→ PROBLEM STATEMENT
Once you find the line with "pub async fn delete_config(&self, id: &str)" in the entries below, return exactly every line from it through the line with "let token = self.inner.shutdown.child_token();".

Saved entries
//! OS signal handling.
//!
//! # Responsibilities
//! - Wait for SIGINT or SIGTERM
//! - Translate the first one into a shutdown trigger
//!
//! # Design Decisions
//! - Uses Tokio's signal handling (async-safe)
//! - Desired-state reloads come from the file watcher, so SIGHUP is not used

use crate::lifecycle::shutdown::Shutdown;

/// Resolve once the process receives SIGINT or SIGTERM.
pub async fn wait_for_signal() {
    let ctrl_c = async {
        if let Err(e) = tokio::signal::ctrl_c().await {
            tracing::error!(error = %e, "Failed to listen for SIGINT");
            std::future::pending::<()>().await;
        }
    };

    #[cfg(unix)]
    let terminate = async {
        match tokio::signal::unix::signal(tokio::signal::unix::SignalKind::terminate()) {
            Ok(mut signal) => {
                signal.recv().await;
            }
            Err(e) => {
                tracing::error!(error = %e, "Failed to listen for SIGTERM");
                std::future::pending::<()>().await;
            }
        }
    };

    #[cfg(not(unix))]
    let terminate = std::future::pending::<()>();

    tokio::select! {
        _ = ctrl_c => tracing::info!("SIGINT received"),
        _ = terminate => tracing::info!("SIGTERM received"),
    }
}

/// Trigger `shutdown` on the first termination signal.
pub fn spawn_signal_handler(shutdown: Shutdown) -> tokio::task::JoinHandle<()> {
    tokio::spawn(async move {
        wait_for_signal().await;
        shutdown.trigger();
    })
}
...
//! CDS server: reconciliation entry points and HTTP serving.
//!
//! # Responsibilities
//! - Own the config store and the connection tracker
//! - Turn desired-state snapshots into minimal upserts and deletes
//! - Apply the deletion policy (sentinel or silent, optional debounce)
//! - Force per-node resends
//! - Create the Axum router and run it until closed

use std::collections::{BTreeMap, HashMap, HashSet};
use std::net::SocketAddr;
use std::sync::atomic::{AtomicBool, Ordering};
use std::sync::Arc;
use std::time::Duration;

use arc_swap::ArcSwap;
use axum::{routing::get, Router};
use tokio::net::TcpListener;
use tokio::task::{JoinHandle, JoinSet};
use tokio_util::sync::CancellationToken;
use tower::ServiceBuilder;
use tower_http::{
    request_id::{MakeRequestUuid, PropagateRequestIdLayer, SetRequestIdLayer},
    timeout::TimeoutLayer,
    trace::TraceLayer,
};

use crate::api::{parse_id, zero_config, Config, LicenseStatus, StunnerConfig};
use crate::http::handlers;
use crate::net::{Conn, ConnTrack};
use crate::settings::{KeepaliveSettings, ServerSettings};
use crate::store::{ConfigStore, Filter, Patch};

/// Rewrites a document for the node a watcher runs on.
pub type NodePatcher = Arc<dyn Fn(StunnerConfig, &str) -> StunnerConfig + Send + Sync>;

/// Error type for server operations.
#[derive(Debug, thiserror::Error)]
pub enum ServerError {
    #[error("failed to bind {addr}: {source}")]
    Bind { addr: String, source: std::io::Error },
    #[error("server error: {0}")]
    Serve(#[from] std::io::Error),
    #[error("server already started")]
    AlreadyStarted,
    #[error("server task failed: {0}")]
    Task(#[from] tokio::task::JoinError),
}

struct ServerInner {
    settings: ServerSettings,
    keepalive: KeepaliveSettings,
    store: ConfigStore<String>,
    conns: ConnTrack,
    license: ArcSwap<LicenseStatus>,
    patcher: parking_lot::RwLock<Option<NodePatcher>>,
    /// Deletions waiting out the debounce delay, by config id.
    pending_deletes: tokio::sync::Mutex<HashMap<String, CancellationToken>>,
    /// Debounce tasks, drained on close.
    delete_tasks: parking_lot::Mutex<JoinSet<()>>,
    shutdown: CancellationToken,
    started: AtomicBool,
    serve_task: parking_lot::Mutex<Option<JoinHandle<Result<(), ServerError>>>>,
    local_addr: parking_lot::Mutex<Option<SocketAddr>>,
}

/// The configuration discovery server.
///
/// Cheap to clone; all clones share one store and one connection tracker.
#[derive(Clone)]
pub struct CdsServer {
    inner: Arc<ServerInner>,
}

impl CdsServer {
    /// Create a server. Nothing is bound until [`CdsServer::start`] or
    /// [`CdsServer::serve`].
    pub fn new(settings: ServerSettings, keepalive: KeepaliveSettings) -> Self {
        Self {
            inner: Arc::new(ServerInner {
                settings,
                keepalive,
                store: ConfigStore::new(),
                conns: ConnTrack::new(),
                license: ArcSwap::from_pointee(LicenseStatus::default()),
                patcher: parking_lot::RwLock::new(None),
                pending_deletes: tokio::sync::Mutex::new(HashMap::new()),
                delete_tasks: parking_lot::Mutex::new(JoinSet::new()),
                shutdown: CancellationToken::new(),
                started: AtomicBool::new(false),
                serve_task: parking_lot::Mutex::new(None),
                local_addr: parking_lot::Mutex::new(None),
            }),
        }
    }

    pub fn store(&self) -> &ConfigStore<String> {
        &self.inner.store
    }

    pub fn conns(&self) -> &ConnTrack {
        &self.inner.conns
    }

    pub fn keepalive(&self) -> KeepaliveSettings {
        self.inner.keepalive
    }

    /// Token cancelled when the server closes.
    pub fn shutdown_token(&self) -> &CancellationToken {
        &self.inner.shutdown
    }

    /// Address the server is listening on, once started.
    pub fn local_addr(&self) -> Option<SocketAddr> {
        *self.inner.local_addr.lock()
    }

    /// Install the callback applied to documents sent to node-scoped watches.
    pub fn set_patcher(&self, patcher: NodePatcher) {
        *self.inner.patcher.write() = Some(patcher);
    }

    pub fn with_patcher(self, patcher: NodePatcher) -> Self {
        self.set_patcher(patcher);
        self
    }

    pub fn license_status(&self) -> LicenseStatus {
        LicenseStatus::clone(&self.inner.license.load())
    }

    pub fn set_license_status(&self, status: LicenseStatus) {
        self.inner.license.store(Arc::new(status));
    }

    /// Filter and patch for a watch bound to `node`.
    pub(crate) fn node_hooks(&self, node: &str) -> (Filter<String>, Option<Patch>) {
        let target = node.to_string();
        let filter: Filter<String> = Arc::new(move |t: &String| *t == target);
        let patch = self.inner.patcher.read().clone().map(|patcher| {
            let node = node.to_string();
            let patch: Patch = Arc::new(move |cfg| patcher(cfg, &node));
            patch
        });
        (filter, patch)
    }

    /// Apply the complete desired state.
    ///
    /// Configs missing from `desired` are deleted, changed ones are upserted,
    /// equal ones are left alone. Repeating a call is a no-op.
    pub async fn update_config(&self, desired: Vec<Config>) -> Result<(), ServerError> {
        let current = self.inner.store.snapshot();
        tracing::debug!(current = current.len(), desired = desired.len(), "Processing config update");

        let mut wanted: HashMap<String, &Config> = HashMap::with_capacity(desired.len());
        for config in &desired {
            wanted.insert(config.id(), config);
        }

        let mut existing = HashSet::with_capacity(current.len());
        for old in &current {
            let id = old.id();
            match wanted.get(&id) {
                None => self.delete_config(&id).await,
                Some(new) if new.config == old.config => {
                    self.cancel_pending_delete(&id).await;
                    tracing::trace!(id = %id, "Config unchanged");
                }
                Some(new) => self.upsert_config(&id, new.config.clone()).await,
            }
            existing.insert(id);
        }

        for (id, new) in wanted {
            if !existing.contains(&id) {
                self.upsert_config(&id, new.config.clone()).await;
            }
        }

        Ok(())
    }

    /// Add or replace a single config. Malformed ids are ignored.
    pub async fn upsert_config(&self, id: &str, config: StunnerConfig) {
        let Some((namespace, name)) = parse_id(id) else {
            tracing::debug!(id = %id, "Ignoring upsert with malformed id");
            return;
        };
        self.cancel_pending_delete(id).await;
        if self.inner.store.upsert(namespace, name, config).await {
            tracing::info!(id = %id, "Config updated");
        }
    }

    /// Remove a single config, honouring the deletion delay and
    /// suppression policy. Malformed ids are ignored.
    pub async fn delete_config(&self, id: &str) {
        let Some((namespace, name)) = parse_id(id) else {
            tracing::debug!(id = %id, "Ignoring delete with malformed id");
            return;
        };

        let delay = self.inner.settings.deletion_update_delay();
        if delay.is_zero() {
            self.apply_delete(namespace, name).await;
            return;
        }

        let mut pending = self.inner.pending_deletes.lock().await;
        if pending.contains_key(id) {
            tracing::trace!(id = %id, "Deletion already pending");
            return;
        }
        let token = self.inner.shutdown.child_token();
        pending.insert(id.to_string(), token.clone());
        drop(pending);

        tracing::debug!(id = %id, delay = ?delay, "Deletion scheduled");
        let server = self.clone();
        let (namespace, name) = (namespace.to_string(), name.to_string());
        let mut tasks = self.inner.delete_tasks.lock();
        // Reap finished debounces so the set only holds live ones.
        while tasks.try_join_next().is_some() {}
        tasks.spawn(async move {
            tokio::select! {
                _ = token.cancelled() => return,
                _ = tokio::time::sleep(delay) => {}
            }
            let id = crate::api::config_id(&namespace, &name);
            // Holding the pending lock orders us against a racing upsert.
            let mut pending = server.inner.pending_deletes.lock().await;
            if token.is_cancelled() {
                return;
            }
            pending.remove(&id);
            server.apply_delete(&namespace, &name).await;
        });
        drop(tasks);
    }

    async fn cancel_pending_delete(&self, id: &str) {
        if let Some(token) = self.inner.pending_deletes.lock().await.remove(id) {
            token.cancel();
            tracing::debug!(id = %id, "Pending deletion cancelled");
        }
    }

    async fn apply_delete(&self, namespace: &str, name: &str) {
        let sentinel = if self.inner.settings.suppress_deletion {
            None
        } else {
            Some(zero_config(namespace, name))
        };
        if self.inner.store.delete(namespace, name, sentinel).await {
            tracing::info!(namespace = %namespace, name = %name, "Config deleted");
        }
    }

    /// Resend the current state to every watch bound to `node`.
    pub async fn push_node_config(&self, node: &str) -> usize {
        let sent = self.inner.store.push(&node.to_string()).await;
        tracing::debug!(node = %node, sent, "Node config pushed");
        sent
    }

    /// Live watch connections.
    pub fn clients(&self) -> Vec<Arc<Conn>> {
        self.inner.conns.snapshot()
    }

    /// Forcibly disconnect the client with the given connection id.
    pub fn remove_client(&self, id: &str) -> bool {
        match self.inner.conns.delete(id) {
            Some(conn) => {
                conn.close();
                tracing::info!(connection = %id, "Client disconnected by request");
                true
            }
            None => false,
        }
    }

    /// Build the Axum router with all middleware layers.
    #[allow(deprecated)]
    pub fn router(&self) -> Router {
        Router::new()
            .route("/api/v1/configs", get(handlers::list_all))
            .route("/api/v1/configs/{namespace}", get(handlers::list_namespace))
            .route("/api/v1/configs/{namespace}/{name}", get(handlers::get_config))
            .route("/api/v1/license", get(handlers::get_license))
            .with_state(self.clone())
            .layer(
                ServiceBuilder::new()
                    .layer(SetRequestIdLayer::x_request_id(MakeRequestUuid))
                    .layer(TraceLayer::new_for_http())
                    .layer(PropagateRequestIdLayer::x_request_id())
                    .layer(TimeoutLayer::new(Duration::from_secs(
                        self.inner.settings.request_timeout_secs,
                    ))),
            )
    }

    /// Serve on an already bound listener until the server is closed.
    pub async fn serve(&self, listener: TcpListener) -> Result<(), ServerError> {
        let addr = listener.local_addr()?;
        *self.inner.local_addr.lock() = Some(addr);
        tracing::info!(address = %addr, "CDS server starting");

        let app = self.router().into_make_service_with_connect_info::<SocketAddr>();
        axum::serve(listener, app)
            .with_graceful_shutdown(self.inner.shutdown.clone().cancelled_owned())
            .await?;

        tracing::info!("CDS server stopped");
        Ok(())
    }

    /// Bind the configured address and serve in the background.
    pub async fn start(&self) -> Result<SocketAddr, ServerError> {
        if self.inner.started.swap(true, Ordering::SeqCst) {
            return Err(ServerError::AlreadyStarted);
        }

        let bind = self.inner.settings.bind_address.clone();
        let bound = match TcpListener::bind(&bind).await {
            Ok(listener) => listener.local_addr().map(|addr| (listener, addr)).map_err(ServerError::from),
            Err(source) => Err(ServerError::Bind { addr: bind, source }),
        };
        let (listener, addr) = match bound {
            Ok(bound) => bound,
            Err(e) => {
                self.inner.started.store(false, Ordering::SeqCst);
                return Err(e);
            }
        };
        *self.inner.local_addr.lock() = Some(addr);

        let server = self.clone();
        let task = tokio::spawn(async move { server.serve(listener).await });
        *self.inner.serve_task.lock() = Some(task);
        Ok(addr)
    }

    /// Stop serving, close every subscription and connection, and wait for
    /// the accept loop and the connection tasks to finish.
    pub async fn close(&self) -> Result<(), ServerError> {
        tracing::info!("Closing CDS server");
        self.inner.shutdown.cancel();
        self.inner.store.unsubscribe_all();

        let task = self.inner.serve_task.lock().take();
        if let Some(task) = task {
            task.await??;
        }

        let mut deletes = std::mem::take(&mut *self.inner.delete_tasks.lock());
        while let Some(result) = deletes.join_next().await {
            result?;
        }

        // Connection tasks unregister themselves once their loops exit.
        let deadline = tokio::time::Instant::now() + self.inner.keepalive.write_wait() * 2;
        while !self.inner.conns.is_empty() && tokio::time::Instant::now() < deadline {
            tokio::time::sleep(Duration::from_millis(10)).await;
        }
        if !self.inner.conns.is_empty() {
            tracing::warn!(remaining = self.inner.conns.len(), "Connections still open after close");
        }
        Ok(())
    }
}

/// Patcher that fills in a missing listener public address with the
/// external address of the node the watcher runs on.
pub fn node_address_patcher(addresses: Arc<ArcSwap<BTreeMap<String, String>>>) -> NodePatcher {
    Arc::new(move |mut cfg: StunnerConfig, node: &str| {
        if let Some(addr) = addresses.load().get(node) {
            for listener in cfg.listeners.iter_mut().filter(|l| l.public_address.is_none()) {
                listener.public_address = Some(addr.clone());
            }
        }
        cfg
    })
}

→ EXERCISE ANSWER
    pub async fn delete_config(&self, id: &str) {
        let Some((namespace, name)) = parse_id(id) else {
            tracing::debug!(id = %id, "Ignoring delete with malformed id");
            return;
        };

        let delay = self.inner.settings.deletion_update_delay();
        if delay.is_zero() {
            self.apply_delete(namespace, name).await;
            return;
        }

        let mut pending = self.inner.pending_deletes.lock().await;
        if pending.contains_key(id) {
            tracing::trace!(id = %id, "Deletion already pending");
            return;
        }
        let token = self.inner.shutdown.child_token();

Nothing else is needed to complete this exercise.